At the risk of sounding like a broken record, the e-waste problem is huge. Even though circuit boards make up only a small fraction of the overall weight of the e-waste stream, they are a very important part of the e-waste puzzle because of the value of the materials they contain.
Using data from the Global E-Waste Monitor 2020, estimates from Camston Wrather and some back-of-the-envelope math, we can see that only about 12 percent of all e-waste in the United States by weight is circuit boards. Within that small weight percentage, though, is over $2,000 of precious metals per ton of circuit boards, or more than $1.6 billion in total value each year in the United States alone.
The bright spot is that we have the technology to capture the metals from circuit boards and efficiently cycle them back into the ingredients to make new electronics. If Camston Wrather (or potentially others like it) can grow, it could make a huge dent in the amount of precious metals going to waste in the U.S. and move it one step closer to a circular future for our used electronics. Combine that with efforts to increase repair and refurbishment, and we can start to see the makings of a circular future for the gadgets that power our modern lives.
After speaking with Kamenash in February, I asked him to answer questions about the company and the new facility in writing. The conversation below has been edited for clarity and length.
Jon Smieja: Tell us a bit about the evolution of the company. I understand you started with trying to recover materials from mining tailings and ultimately pivoted to focus on the growing e-waste problem?
Aaron Kamenash: Yes, that’s correct, the company was founded 9.5 years ago with the intent of improving the environmental impact on mines and, as the e-waste problem grew, we realized that it was becoming an even bigger problem to tackle. While pivoting, we realized there was an opportunity to innovate within the industry and develop a solution that wouldn’t use heat, pressure or chemistry.
Smieja: How much material can you process through your Carlsbad facility? How many of these facilities would it take to process all the e-waste in the U.S.?
Kamenash: The new facility can process 1.5 million pounds per month, and it would require over 100 plants to keep up with all of North America’s circuit board e-waste.
Smieja: Give our readers a sense of the inputs and outputs of your process.

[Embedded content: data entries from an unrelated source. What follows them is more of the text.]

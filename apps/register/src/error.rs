//! # API Error Type
//!
//! Unified error type for register commands.
//!
//! ## Error Handling Strategy
//! ```text
//! ┌─────────────────────────────────────────────────────────────────────────┐
//! │                    Error Flow in Cafe POS                               │
//! │                                                                         │
//! │  Display surface              Register                                  │
//! │  ───────────────              ────────                                  │
//! │                                                                         │
//! │  add_to_cart("m9")                                                      │
//! │         │                                                               │
//! │         ▼                                                               │
//! │  ┌──────────────────────────────────────────────────────────────────┐  │
//! │  │  Command Function                                                │  │
//! │  │  Result<T, ApiError>                                             │  │
//! │  │         │                                                        │  │
//! │  │         ▼                                                        │  │
//! │  │  Bad input? ─── ValidationError::OutOfRange ─────┐              │  │
//! │  │         │                                         │              │  │
//! │  │         ▼                                         ▼              │  │
//! │  │  Core refused? ─── CoreError::EmptyCart ─────── ApiError ──────►│  │
//! │  │         │                                                        │  │
//! │  │         ▼                                                        │  │
//! │  │  Success ──────────────────────────────────────────────────────►│  │
//! │  └──────────────────────────────────────────────────────────────────┘  │
//! │                                                                         │
//! │  { "code": "NOT_FOUND", "message": "Catalog item not found: m9" }       │
//! └─────────────────────────────────────────────────────────────────────────┘
//! ```

use cafe_core::{CoreError, ValidationError};
use serde::Serialize;
use thiserror::Error;

/// API error returned from register commands.
///
/// ## Serialization
/// ```json
/// {
///   "code": "CART_ERROR",
///   "message": "Cannot check out an empty cart"
/// }
/// ```
#[derive(Debug, Clone, PartialEq, Eq, Serialize, Error)]
#[serde(rename_all = "camelCase")]
#[error("[{code:?}] {message}")]
pub struct ApiError {
    /// Machine-readable error code for programmatic handling
    pub code: ErrorCode,

    /// Human-readable error message for display
    pub message: String,
}

/// Error codes for API responses.
#[derive(Debug, Clone, Copy, PartialEq, Eq, Serialize)]
#[serde(rename_all = "SCREAMING_SNAKE_CASE")]
pub enum ErrorCode {
    /// Resource not found
    NotFound,

    /// Input validation failed
    ValidationError,

    /// Cart operation failed
    CartError,
}

impl ApiError {
    /// Creates a new API error.
    pub fn new(code: ErrorCode, message: impl Into<String>) -> Self {
        ApiError {
            code,
            message: message.into(),
        }
    }

    /// Creates a not found error.
    pub fn not_found(resource: &str, id: &str) -> Self {
        ApiError::new(ErrorCode::NotFound, format!("{} not found: {}", resource, id))
    }

    /// Creates a validation error.
    pub fn validation(message: impl Into<String>) -> Self {
        ApiError::new(ErrorCode::ValidationError, message)
    }

    /// Creates a cart error.
    pub fn cart(message: impl Into<String>) -> Self {
        ApiError::new(ErrorCode::CartError, message)
    }
}

/// Converts core errors to API errors.
impl From<CoreError> for ApiError {
    fn from(err: CoreError) -> Self {
        match err {
            CoreError::EmptyCart => ApiError::cart(err.to_string()),
            CoreError::CatalogItemNotFound(id) => ApiError::not_found("Catalog item", &id),
            CoreError::LineNotFound(id) => ApiError::new(
                ErrorCode::CartError,
                format!("Line not found in cart: {}", id),
            ),
            CoreError::StockItemNotFound(sku) => ApiError::not_found("Stock item", &sku),
            CoreError::ReceiptNotFound(id) => ApiError::not_found("Receipt", &id),
            CoreError::Validation(e) => e.into(),
        }
    }
}

impl From<ValidationError> for ApiError {
    fn from(err: ValidationError) -> Self {
        ApiError::validation(err.to_string())
    }
}

#[cfg(test)]
mod tests {
    use super::*;

    #[test]
    fn test_core_error_mapping() {
        assert_eq!(ApiError::from(CoreError::EmptyCart).code, ErrorCode::CartError);
        assert_eq!(
            ApiError::from(CoreError::StockItemNotFound("CF-ESP".to_string())),
            ApiError::new(ErrorCode::NotFound, "Stock item not found: CF-ESP")
        );

        let err = ApiError::from(CoreError::Validation(ValidationError::Required {
            field: "sku".to_string(),
        }));
        assert_eq!(err.code, ErrorCode::ValidationError);
    }

    #[test]
    fn test_serialized_shape() {
        let json = serde_json::to_value(ApiError::not_found("Receipt", "RABC123")).unwrap();
        assert_eq!(json["code"], "NOT_FOUND");
        assert_eq!(json["message"], "Receipt not found: RABC123");
    }
}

Kamenash: Through our network we receive inputs through our recycling locations of anything you can imagine that contains a circuit board. We have processed everything from missiles for the U.S. government down to cell phones and even smaller devices. Our outputs are three very pure concentrates of ferrous metal [magnetic materials including critical minerals and rare earths], non-ferrous metals [including gold, silver, copper and palladium] and a polymer concentrate. These outputs are all 100 percent recycled, and nothing from the facility is wasted.
Smieja: Where do the inputs come from, and how are they collected?
Kamenash: We have a variety of enterprise, small and midsize businesses, as well as government and municipality suppliers that we source products from. We’re looking to incorporate consumer-facing capacity by 2025.
Smieja: Where does the material go when it leaves your facility? In other words, what’s the next step?
Kamenash: Our metals are processed and refined in one final step so they can re-enter the supply chain as recycled metals. The polymer is off-taken and used in materials such as flooring, concrete and particle board substitutes.
Smieja: When I visited the facility, you mentioned the future might be in a hub-and-spoke model for recycling this waste stream. Tell us a bit about this vision.
Kamenash: We envision building our footprint out so that there are resource recovery facilities across the country [and the world] that can feed local recycling operations with material to process. The network would be built in a way that would reduce the need to ship materials around and also make it so manufacturers could get the recycled metals and minerals that they need as efficiently as possible so the world has a true circular solution.